Williams' case is now before the court for review pursuant to 42 U.S.C. §§ 405(g) and 1383(c)(3). Under 28 U.S.C. § 636(c)(1) and Rule 73 of the Federal Rules of Civil Procedure, the parties have consented to the full jurisdiction of a United States Magistrate Judge. Based on its review of the parties' submissions, the relevant law, and the record as a whole, the court concludes that the decision of the Commissioner is due to be REVERSED and REMANDED for proceedings consistent with this opinion.

I. STANDARD OF REVIEW

The court reviews a Social Security appeal to determine whether the Commissioner's decision "is supported by substantial evidence and based upon proper legal standards." Lewis v. Callahan, 125 F.3d 1436, 1439 (11th Cir. 1997). The court will reverse the Commissioner's decision if it is convinced that the decision was not supported by substantial evidence or that the proper legal standards were not applied. Carnes v. Sullivan, 936 F.2d 1215, 1218 (11th Cir. 1991). The court "may not decide the facts anew, reweigh the evidence, or substitute its judgment for that of the Commissioner," but rather "must defer to the Commissioner's decision if it is supported by substantial evidence." Miles v. Chater, 84 F.3d 1397, 1400 (11th Cir. 1997) (citation and internal quotation marks omitted). "Even if the evidence preponderates against the Secretary's factual findings, [the court] must affirm if the decision reached is supported by substantial evidence." Martin v. Sullivan, 894 F.2d 1520, 1529 (11th Cir. 1990). Moreover, reversal is not warranted even if the court itself would have reached a result contrary to that of the factfinder. See Edwards v. Sullivan, 937 F.2d 580, 584 n.3 (11th Cir. 1991).

The substantial evidence standard is met "if a reasonable person would accept the evidence in the record as adequate to support the challenged conclusion." Holladay v. Bowen, 848 F.2d 1206, 1208 (11th Cir. 1988) (quoting Boyd v. Heckler, 704 F.2d 1207, 1209 (11th Cir. 1983)). The requisite evidentiary showing has been described as "more than a scintilla, but less than a preponderance." Bloodsworth v. Heckler, 703 F.2d 1233, 1239 (11th Cir. 1983). The court must scrutinize the entire record to determine the reasonableness of the decision reached and cannot "act as [an] automaton[] in reviewing the [Commissioner's] decision." Hale v. Bowen, 831 F.2d 1007, 1010 (11th Cir. 1987). Thus, the court must consider evidence both favorable and unfavorable to the Commissioner's decision. Swindle v. Sullivan, 914 F.2d 222, 225 (11th Cir. 1990).

This court will reverse the Commissioner's decision on plenary review if the decision applies incorrect law or fails to provide the court with sufficient reasoning to determine that the Commissioner properly applied the law. Grant v. Astrue, 255 F. App'x 374, 375-76 (11th Cir. 2007) (citing Keeton v. Dep't of Health & Human Servs., 21 F.3d 1064, 1066 (11th Cir. 1994)). There is no presumption that the Commissioner's conclusions of law are valid. Id.

II. STATUTORY AND REGULATORY FRAMEWORK

To qualify for disability benefits, a claimant must show the "inability to engage in any substantial gainful activity by reason of any medically determinable physical or mental impairment which can be expected to result in death or which has lasted or can be expected to last for a continuous period of not less than 12 months." 42 U.S.C. §§ 423(d)(1)(A) & 416(i). A physical or mental impairment is "an impairment that results from anatomical, physiological, or psychological abnormalities which are demonstrated by medically acceptable clinical and laboratory diagnostic techniques." 42 U.S.C. § 423(d)(3). Williams bears the burden of proving that she is disabled, and she is responsible for producing evidence sufficient to support her claim.

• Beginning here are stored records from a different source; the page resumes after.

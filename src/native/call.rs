//! Generic calls into C-ABI functions
//!
//! The call interface is built at runtime from the argument tags, so any
//! exported `int f(double..., OIFArrayF64*...)` can be reached without a
//! compiled-in binding.

use core::ffi::c_void;
use core::ptr::{self, addr_of_mut};

use libffi::low::{
    call, ffi_abi_FFI_DEFAULT_ABI, ffi_arg, ffi_cif, ffi_type, prep_cif, types, CodePtr,
};
use smallvec::SmallVec;

use crate::errors::{DispatchError, ErrorKind, Result};
use crate::protocol::{ArgPosition, ArgRef, ArgVector, Direction};

/// Most interface methods take a handful of arguments
type ArgBuf<T> = SmallVec<[T; 8]>;

/// Native type descriptor for one decoded argument.
///
/// Only `double` and pointer-to-descriptor arguments are reachable through
/// the C ABI; everything else is rejected with its position.
fn ffi_type_for(arg: &ArgRef, position: ArgPosition) -> Result<*mut ffi_type> {
    // SAFETY: libffi's builtin descriptors are statics that are only read.
    unsafe {
        match arg {
            ArgRef::Float64(_) => Ok(addr_of_mut!(types::double)),
            ArgRef::ArrayF64(_) => Ok(addr_of_mut!(types::pointer)),
            other => Err(DispatchError::new(ErrorKind::UnsupportedTag {
                position,
                tag: other.tag(),
            })),
        }
    }
}

fn collect_types(
    args: &ArgVector<'_>,
    direction: Direction,
    into: &mut ArgBuf<*mut ffi_type>,
) -> Result<()> {
    for (index, arg) in args.decode(direction)?.iter().enumerate() {
        into.push(ffi_type_for(arg, ArgPosition::new(direction, index))?);
    }
    Ok(())
}

/// Call `symbol` with inputs followed by outputs and return its status.
///
/// Argument addresses are the caller's own value pointers: doubles are read
/// in place and output arrays are written through the same descriptors.
///
/// # Safety
/// `symbol` must be a function with the C signature implied by the tags,
/// returning `int`, and every value pointer must be valid for the call.
pub unsafe fn invoke(
    symbol: *const c_void,
    in_args: &ArgVector<'_>,
    out_args: &ArgVector<'_>,
) -> Result<i32> {
    let total = in_args.len() + out_args.len();
    if total > i32::MAX as usize {
        return Err(DispatchError::new(ErrorKind::TooManyArgs { count: total }));
    }

    let mut arg_types: ArgBuf<*mut ffi_type> = SmallVec::with_capacity(total);
    collect_types(in_args, Direction::Input, &mut arg_types)?;
    collect_types(out_args, Direction::Output, &mut arg_types)?;

    let mut arg_values: ArgBuf<*mut c_void> = SmallVec::with_capacity(total);
    arg_values.extend_from_slice(in_args.values());
    arg_values.extend_from_slice(out_args.values());

    // `cif` keeps a pointer into `arg_types`; both stay put until the call returns.
    let mut cif: ffi_cif = core::mem::zeroed();
    let atypes = if total > 0 { arg_types.as_mut_ptr() } else { ptr::null_mut() };
    prep_cif(
        &mut cif,
        ffi_abi_FFI_DEFAULT_ABI,
        total,
        addr_of_mut!(types::uint32),
        atypes,
    )
    .map_err(|e| DispatchError::new(ErrorKind::CallInterface { detail: format!("{:?}", e) }))?;

    let values = if total > 0 { arg_values.as_mut_ptr() } else { ptr::null_mut() };
    // Integral returns narrower than a register are widened into a full `ffi_arg`.
    let raw: ffi_arg = call::<ffi_arg>(&mut cif, CodePtr::from_ptr(symbol), values);

    tracing::trace!(num_args = total, status = raw as u32, "native call returned");
    Ok(raw as u32 as i32)
}
use serde::{Deserialize, Serialize};
use std::collections::BTreeMap;
use std::fs;
use std::path::{Path, PathBuf};

use crate::errors::{DispatchError, ErrorKind, Result};

/// Environment variable naming the implementation root directory
pub const IMPL_ROOT_ENV: &str = "OIF_IMPL_ROOT_DIR";
/// Environment variable naming an optional TOML configuration file
pub const CONFIG_FILE_ENV: &str = "OIF_DISPATCH_CONFIG";

#[derive(Debug, Clone, Serialize, Deserialize)]
pub struct DispatchConfig {
    /// Root under which embedded-runtime modules live
    #[serde(default, skip_serializing_if = "Option::is_none")]
    pub impl_root_dir: Option<PathBuf>,

    /// Directory below the root holding implementation modules
    #[serde(default = "default_impl_subdir")]
    pub impl_subdir: PathBuf,

    #[serde(default)]
    pub native: NativeConfig,

    /// Operation table, merged over the built-in entries
    #[serde(default)]
    pub operations: BTreeMap<String, OperationConfig>,
}

#[derive(Debug, Clone, Default, Serialize, Deserialize)]
pub struct NativeConfig {
    /// Base directory for relative library names
    #[serde(default, skip_serializing_if = "Option::is_none")]
    pub library_dir: Option<PathBuf>,
}

/// Where an operation's implementation comes from
#[derive(Debug, Clone, PartialEq, Eq, Serialize, Deserialize)]
#[serde(tag = "backend", rename_all = "lowercase")]
pub enum OperationConfig {
    Native { library: PathBuf },
    Embedded { module: PathBuf, name: String },
}

impl Default for DispatchConfig {
    fn default() -> Self {
        Self {
            impl_root_dir: None,
            impl_subdir: default_impl_subdir(),
            native: NativeConfig::default(),
            operations: default_operations(),
        }
    }
}

fn default_impl_subdir() -> PathBuf {
    PathBuf::from("oif_impl").join("impl")
}

fn default_operations() -> BTreeMap<String, OperationConfig> {
    let mut operations = BTreeMap::new();
    operations.insert(
        "solve_qeq".to_string(),
        OperationConfig::Native {
            library: PathBuf::from("./liboif_backend_c_qeq.so"),
        },
    );
    operations
}

impl DispatchConfig {
    /// Load configuration from a TOML file
    pub fn load(path: &Path) -> Result<Self> {
        let content = fs::read_to_string(path).map_err(|e| {
            DispatchError::config(format!("failed to read '{}': {}", path.display(), e))
        })?;

        Self::parse(&content)
    }

    /// Parse configuration from a TOML string; built-in operations stay
    /// unless the file overrides them.
    pub fn parse(content: &str) -> Result<Self> {
        let mut config: Self = toml::from_str(content)
            .map_err(|e| DispatchError::config(format!("failed to parse configuration: {}", e)))?;

        for (name, op) in default_operations() {
            config.operations.entry(name).or_insert(op);
        }
        Ok(config)
    }

    /// Build configuration from the process environment.
    ///
    /// `OIF_DISPATCH_CONFIG` selects a TOML file; `OIF_IMPL_ROOT_DIR` overrides its root.
    pub fn from_env() -> Result<Self> {
        let mut config = match std::env::var_os(CONFIG_FILE_ENV) {
            Some(path) => Self::load(Path::new(&path))?,
            None => Self::default(),
        };

        if let Some(root) = std::env::var_os(IMPL_ROOT_ENV) {
            config.impl_root_dir = Some(PathBuf::from(root));
        }
        Ok(config)
    }

    pub fn with_impl_root(mut self, root: impl Into<PathBuf>) -> Self {
        self.impl_root_dir = Some(root.into());
        self
    }

    pub fn with_library_dir(mut self, dir: impl Into<PathBuf>) -> Self {
        self.native.library_dir = Some(dir.into());
        self
    }

    pub fn with_operation(mut self, name: impl Into<String>, op: OperationConfig) -> Self {
        self.operations.insert(name.into(), op);
        self
    }

    /// Directory holding implementation modules; fails when no root is configured.
    pub fn impl_dir(&self) -> Result<PathBuf> {
        self.impl_root_dir
            .as_ref()
            .map(|root| root.join(&self.impl_subdir))
            .ok_or_else(|| DispatchError::new(ErrorKind::MissingImplRoot))
    }

    /// Resolve a library name against `native.library_dir`.
    pub fn library_path(&self, library: &Path) -> PathBuf {
        match &self.native.library_dir {
            Some(dir) if library.is_relative() => dir.join(library),
            _ => library.to_path_buf(),
        }
    }

    /// Serialize to TOML
    pub fn to_toml(&self) -> Result<String> {
        toml::to_string_pretty(self)
            .map_err(|e| DispatchError::config(format!("failed to serialize configuration: {}", e)))
    }
}

#[cfg(test)]
mod tests {
    use super::*;
    use crate::errors::ErrorCategory;

    #[test]
    fn test_default_config() {
        let config = DispatchConfig::default();
        assert!(config.impl_root_dir.is_none());
        assert_eq!(
            config.operations.get("solve_qeq"),
            Some(&OperationConfig::Native {
                library: PathBuf::from("./liboif_backend_c_qeq.so")
            })
        );
    }

    #[test]
    fn test_missing_root_is_configuration_error() {
        let err = DispatchConfig::default().impl_dir().unwrap_err();
        assert_eq!(err.category(), ErrorCategory::Configuration);
    }

    #[test]
    fn test_parse_config() {
        let toml = r#"
impl_root_dir = "/opt/oif"

[native]
library_dir = "/opt/oif/lib"

[operations.ivp]
backend = "embedded"
module = "ivp/py_euler/euler.py"
name = "euler"

[operations.solve_qeq]
backend = "native"
library = "libqeq_custom.so"
"#;

        let config = DispatchConfig::parse(toml).unwrap();
        assert_eq!(config.impl_dir().unwrap(), PathBuf::from("/opt/oif/oif_impl/impl"));
        assert_eq!(
            config.operations.get("ivp"),
            Some(&OperationConfig::Embedded {
                module: PathBuf::from("ivp/py_euler/euler.py"),
                name: "euler".to_string()
            })
        );
        assert_eq!(
            config.library_path(Path::new("libqeq_custom.so")),
            PathBuf::from("/opt/oif/lib/libqeq_custom.so")
        );
        assert_eq!(
            config.library_path(Path::new("/abs/lib.so")),
            PathBuf::from("/abs/lib.so")
        );
    }

    #[test]
    fn test_parse_keeps_builtin_operations() {
        let config = DispatchConfig::parse("").unwrap();
        assert!(config.operations.contains_key("solve_qeq"));
    }

    #[test]
    fn test_parse_rejects_unknown_backend() {
        let toml = r#"
[operations.bad]
backend = "fortran"
library = "x.so"
"#;
        let err = DispatchConfig::parse(toml).unwrap_err();
        assert_eq!(err.category(), ErrorCategory::Configuration);
    }

    #[test]
    fn test_load_from_file() {
        let dir = tempfile::tempdir().unwrap();
        let path = dir.path().join("dispatch.toml");
        let config = DispatchConfig::default().with_impl_root("/srv/impl");
        fs::write(&path, config.to_toml().unwrap()).unwrap();

        let loaded = DispatchConfig::load(&path).unwrap();
        assert_eq!(loaded.impl_root_dir, Some(PathBuf::from("/srv/impl")));

        let missing = DispatchConfig::load(&dir.path().join("absent.toml")).unwrap_err();
        assert_eq!(missing.category(), ErrorCategory::Configuration);
    }
}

See Ellison v. Barnhart, 355 F.3d 1272, 1276 (11th Cir. 2003).

A determination of disability under the Social Security Act requires a five-step analysis. 20 C.F.R. § 404.1520(a). The Commissioner must determine in sequence:

(1) Is the claimant presently unable to engage in substantial gainful activity?
(2) Are the claimant's impairments severe?
(3) Do the claimant's impairments satisfy or medically equal one of the
specific impairments set forth in 20 C.F.R. Pt. 404, Subpt. P, App. 1?
(4) Is the claimant unable to perform her former occupation?
(5) Is the claimant unable to perform other work given her residual functional capacity, age, education, and work experience?
See Frame v. Comm'r, Soc. Sec. Admin., 596 F. App'x 908, 910 (11th Cir. 2015). "An affirmative answer to any of the above questions leads either to the next question, or, [at] steps three and five, to a finding of disability. A negative answer to any question, other than at step three, leads to a determination of 'not disabled.'" McDaniel v. Bowen, 800 F.2d 1026, 1030 (11th Cir. 1986) (quoting 20 C.F.R. § 416.920(a)-(f)). "Once the finding is made that a claimant cannot return to prior work the burden of proof shifts to the Secretary to show other work the claimant can do." Foote v. Chater, 67 F.3d 1553, 1559 (11th Cir. 1995) (citing Gibson v. Heckler, 762 F.2d 1516 (11th Cir. 1985)).

III. FACTUAL BACKGROUND

Christal Lynn Williams was born in Columbia, South Carolina. R. 1297. She was 44 years old at the time of the ALJ's decision. R. 61. She currently lives alone in an apartment in Huntsville, Alabama. R. 62. Williams asserts that she suffers from the following impairments: hypertension, headache, chronic neck pain, chronic back pain, muscle spasms, degenerative joint disease, bilateral knee pain, arthritis, bilateral carpal tunnel syndrome, incontinence, gout, insulin resistance, chronic bronchitis, asthma, diabetes, insulin resistance, fibromyalgia, major depression, adjustment disorder, generalized anxiety, post-traumatic stress disorder, and bipolar disorder. Doc. 17 at 9. On her disability report, Williams alleged that carpal tunnel, high blood pressure, knee and back problems, anxiety, depression, and pain stemming from a car accident limited her ability to work. R. 505. Williams was involved in a collision with a drunk driver in 2009. R. 1297.

Williams completed some high school education and later obtained her GED. R. 62. She also obtained a cosmetology certificate from Drake Technical College. R. 62. Williams has past work experience in the collections industry. She last worked for Medco, a collection agency for hospital bills. R. 63. She also worked in collections for CHECKredi and DirecTV. R. 63 & 1298. She served as a supervisor in these roles. R. 63. Williams also cut hair on the side. R. 63. She once was a manager at a Krystal fast food restaurant. R. 101. A Vocational Expert ("VE") classified Williams' past work as light and semiskilled, light and skilled, or sedentary and skilled. R. 102.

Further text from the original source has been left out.